Work item: Repeat the records. Match each character exactly.

Collected data entries
BEGIN

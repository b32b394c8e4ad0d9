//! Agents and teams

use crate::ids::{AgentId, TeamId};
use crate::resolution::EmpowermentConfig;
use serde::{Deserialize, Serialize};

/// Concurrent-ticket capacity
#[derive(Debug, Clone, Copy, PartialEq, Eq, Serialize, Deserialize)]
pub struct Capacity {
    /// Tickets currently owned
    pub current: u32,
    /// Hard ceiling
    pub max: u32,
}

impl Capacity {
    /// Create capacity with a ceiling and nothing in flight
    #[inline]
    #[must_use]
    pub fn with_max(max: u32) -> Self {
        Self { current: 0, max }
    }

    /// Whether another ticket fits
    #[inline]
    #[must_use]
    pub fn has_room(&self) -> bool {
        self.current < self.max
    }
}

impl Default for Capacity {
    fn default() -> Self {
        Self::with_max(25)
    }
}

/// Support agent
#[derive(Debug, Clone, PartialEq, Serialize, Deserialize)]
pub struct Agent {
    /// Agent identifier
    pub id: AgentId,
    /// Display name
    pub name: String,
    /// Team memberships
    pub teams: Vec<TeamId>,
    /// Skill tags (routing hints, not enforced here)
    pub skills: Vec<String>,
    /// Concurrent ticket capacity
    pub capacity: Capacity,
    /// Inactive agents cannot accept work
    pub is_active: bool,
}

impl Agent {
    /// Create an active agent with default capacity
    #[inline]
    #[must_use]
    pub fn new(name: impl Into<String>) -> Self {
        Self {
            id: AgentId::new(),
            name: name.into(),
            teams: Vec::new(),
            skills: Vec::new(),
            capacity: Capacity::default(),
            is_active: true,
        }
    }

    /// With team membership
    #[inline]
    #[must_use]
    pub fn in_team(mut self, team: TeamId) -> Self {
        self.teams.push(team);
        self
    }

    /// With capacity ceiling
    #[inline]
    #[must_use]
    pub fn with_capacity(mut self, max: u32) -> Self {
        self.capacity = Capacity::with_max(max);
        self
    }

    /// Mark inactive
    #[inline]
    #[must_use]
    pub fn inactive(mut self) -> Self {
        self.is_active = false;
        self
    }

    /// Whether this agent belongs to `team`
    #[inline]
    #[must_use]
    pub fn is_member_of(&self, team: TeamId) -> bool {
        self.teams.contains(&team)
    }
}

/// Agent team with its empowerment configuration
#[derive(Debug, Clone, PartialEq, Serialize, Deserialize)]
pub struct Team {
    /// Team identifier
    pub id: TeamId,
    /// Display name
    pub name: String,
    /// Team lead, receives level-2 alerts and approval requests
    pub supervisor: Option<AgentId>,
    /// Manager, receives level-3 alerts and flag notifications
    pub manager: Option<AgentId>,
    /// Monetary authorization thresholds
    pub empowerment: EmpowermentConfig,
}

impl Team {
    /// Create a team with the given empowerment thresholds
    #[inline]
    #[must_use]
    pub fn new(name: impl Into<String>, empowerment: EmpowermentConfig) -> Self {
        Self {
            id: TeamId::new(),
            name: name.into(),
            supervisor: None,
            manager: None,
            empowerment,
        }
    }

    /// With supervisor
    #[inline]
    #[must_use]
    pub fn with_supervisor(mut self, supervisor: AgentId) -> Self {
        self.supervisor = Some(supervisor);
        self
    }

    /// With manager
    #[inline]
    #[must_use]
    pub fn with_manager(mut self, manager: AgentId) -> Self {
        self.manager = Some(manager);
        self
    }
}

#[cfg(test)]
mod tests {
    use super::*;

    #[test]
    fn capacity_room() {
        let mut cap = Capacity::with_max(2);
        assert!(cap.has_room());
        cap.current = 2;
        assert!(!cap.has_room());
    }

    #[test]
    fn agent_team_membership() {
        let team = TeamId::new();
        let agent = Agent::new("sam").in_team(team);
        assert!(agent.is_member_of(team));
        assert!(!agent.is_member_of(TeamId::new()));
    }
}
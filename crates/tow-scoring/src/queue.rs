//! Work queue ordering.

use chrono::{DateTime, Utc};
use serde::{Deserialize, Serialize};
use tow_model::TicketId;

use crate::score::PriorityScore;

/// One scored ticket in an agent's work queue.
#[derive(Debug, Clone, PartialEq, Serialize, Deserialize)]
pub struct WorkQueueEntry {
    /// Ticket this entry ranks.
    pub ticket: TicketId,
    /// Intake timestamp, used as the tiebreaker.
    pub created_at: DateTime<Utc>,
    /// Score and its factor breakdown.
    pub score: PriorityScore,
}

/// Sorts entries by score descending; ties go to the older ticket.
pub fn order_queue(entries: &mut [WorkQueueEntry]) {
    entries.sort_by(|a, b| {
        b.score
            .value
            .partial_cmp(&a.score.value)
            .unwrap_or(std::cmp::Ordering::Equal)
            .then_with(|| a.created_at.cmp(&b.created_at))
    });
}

END

Task solution:
repository b32b394c8e4ad0d9
//! Agents and teams

use crate::ids::{AgentId, TeamId};
use crate::resolution::EmpowermentConfig;
use serde::{Deserialize, Serialize};

/// Concurrent-ticket capacity
#[derive(Debug, Clone, Copy, PartialEq, Eq, Serialize, Deserialize)]
pub struct Capacity {
    /// Tickets currently owned
    pub current: u32,
    /// Hard ceiling
    pub max: u32,
}

impl Capacity {
    /// Create capacity with a ceiling and nothing in flight
    #[inline]
    #[must_use]
    pub fn with_max(max: u32) -> Self {
        Self { current: 0, max }
    }

    /// Whether another ticket fits
    #[inline]
    #[must_use]
    pub fn has_room(&self) -> bool {
        self.current < self.max
    }
}

impl Default for Capacity {
    fn default() -> Self {
        Self::with_max(25)
    }
}

/// Support agent
#[derive(Debug, Clone, PartialEq, Serialize, Deserialize)]
pub struct Agent {
    /// Agent identifier
    pub id: AgentId,
    /// Display name
    pub name: String,
    /// Team memberships
    pub teams: Vec<TeamId>,
    /// Skill tags (routing hints, not enforced here)
    pub skills: Vec<String>,
    /// Concurrent ticket capacity
    pub capacity: Capacity,
    /// Inactive agents cannot accept work
    pub is_active: bool,
}

impl Agent {
    /// Create an active agent with default capacity
    #[inline]
    #[must_use]
    pub fn new(name: impl Into<String>) -> Self {
        Self {
            id: AgentId::new(),
            name: name.into(),
            teams: Vec::new(),
            skills: Vec::new(),
            capacity: Capacity::default(),
            is_active: true,
        }
    }

    /// With team membership
    #[inline]
    #[must_use]
    pub fn in_team(mut self, team: TeamId) -> Self {
        self.teams.push(team);
        self
    }

    /// With capacity ceiling
    #[inline]
    #[must_use]
    pub fn with_capacity(mut self, max: u32) -> Self {
        self.capacity = Capacity::with_max(max);
        self
    }

    /// Mark inactive
    #[inline]
    #[must_use]
    pub fn inactive(mut self) -> Self {
        self.is_active = false;
        self
    }

    /// Whether this agent belongs to `team`
    #[inline]
    #[must_use]
    pub fn is_member_of(&self, team: TeamId) -> bool {
        self.teams.contains(&team)
    }
}

/// Agent team with its empowerment configuration
#[derive(Debug, Clone, PartialEq, Serialize, Deserialize)]
pub struct Team {
    /// Team identifier
    pub id: TeamId,
    /// Display name
    pub name: String,
    /// Team lead, receives level-2 alerts and approval requests
    pub supervisor: Option<AgentId>,
    /// Manager, receives level-3 alerts and flag notifications
    pub manager: Option<AgentId>,
    /// Monetary authorization thresholds
    pub empowerment: EmpowermentConfig,
}

impl Team {
    /// Create a team with the given empowerment thresholds
    #[inline]
    #[must_use]
    pub fn new(name: impl Into<String>, empowerment: EmpowermentConfig) -> Self {
        Self {
            id: TeamId::new(),
            name: name.into(),
            supervisor: None,
            manager: None,
            empowerment,
        }
    }

    /// With supervisor
    #[inline]
    #[must_use]
    pub fn with_supervisor(mut self, supervisor: AgentId) -> Self {
        self.supervisor = Some(supervisor);
        self
    }

    /// With manager
    #[inline]
    #[must_use]
    pub fn with_manager(mut self, manager: AgentId) -> Self {
        self.manager = Some(manager);
        self
    }
}

#[cfg(test)]
mod tests {
    use super::*;

    #[test]
    fn capacity_room() {
        let mut cap = Capacity::with_max(2);
        assert!(cap.has_room());
        cap.current = 2;
        assert!(!cap.has_room());
    }

    #[test]
    fn agent_team_membership() {
        let team = TeamId::new();
        let agent = Agent::new("sam").in_team(team);
        assert!(agent.is_member_of(team));
        assert!(!agent.is_member_of(TeamId::new()));
    }
}
filename crates/tow-scoring/src/queue.rs
//! Work queue ordering.

use chrono::{DateTime, Utc};
use serde::{Deserialize, Serialize};
use tow_model::TicketId;

use crate::score::PriorityScore;

/// One scored ticket in an agent's work queue.
#[derive(Debug, Clone, PartialEq, Serialize, Deserialize)]
pub struct WorkQueueEntry {
    /// Ticket this entry ranks.
    pub ticket: TicketId,
    /// Intake timestamp, used as the tiebreaker.
    pub created_at: DateTime<Utc>,
    /// Score and its factor breakdown.
    pub score: PriorityScore,
}

/// Sorts entries by score descending; ties go to the older ticket.
pub fn order_queue(entries: &mut [WorkQueueEntry]) {
    entries.sort_by(|a, b| {
        b.score
            .value
            .partial_cmp(&a.score.value)
            .unwrap_or(std::cmp::Ordering::Equal)
            .then_with(|| a.created_at.cmp(&b.created_at))
    });
}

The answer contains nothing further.